Thanks to Sacchi's efforts, Mantua became a center for pragmatic feminism in Lombardy, sometimes at odds with the more scientific feminism of Rome, where Sacchi's sister Beatrice was active. In 1917, the two groups diverged, when the group from Mantua, with Sacchi at the head, disassociated itself from the official pro-suffrage platform of the Association, opposing extending the vote for women because they thought that, in the pre-war period, Italian women's neutrality might lead the country into war.

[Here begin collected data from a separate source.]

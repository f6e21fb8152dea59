//! View-geometry traits between the editor surface and the host toolkit.
//!
//! The surface never touches a widget tree directly. The host implements
//! [`ViewGeometry`] over whatever it renders with; the surface drives it
//! through pointer events and transient preview sizes. This keeps the same
//! interaction logic usable across toolkits.

use vellum_core::Path;

/// Identifier the host assigns to a rendered image element. Stable for the
/// lifetime of that element; meaningless to the document model.
pub type ImageId = u64;

#[derive(Debug, Clone, Copy, PartialEq, Default)]
pub struct PointerPosition {
    pub x: f32,
    pub y: f32,
}

impl PointerPosition {
    pub fn new(x: f32, y: f32) -> Self {
        Self { x, y }
    }
}

#[derive(Debug, Clone, Copy, PartialEq)]
pub struct RenderedSize {
    pub width: f32,
    pub height: f32,
}

impl RenderedSize {
    pub fn new(width: f32, height: f32) -> Self {
        Self { width, height }
    }
}

/// Result of hit-testing a pointer position against rendered images.
#[derive(Debug, Clone, Copy, PartialEq)]
pub struct ImageHit {
    pub id: ImageId,
    /// The element's current rendered size at gesture start.
    pub size: RenderedSize,
}

/// Host-implemented geometry access for the editable surface.
pub trait ViewGeometry {
    /// Hit-test a pointer position against rendered image elements.
    fn image_at(&self, position: PointerPosition) -> Option<ImageHit>;

    /// Resolve a rendered image back to its position in the document tree.
    ///
    /// Returns None if the element no longer maps to a document node (for
    /// example, the node was deleted while a gesture was in flight).
    fn image_document_path(&self, image: ImageId) -> Option<Path>;

    /// Apply a transient on-screen size to a rendered image. Purely visual;
    /// the document model is not involved.
    fn set_preview_size(&mut self, image: ImageId, size: RenderedSize);

    /// Drop any transient size previously applied to a rendered image.
    fn clear_preview_size(&mut self, image: ImageId);
}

Sacchi was one of the twelve Italian delegates at the Ninth Congress of the International Women Suffrage Alliance, held in Rome in 1923. In 1928, she became president of the Italian Federation for Women's Suffrage and Civil and Political Rights (FISEDD), the Italian section of IWSA.

=== Later years ===
During the regime of Benito Mussolini, Sacchi did not become a member of the fascist party. As a result, she was forced to resign from the library, and, in 1935, she was dismissed from her position as president of FISEDD. In 1939, Sacchi and her family moved to Niteròi, Brazil, where she died in 1944.

== Works ==
- Saggio intorno al pessimismo dei poeti greci, Mantova 1902
- Relazioni fra lo Stato e le biblioteche e musei comunali e provinciali in ordine al loro funzionamento, in Bollettino del Museo civico di Padova, n.s., II (1926), 1-4, pp. 115–121
- L'Associazione per la donna di Mantova. Cenno riassuntivo (anni 1909–1926), Bologna 1927
- Catalogazione e possibilità di consultazione delle tesi universitarie, Roma 1930
- Federazione italiana per il suffragio e i diritti civili e politici delle donne. Relazione morale e finanziaria della Presidenza centrale sul biennio 1930-31, Mantova 1932
- Federazione italiana per i diritti della donna. Relazione morale e finanziaria sul biennio 1932-33, Mantova s.d.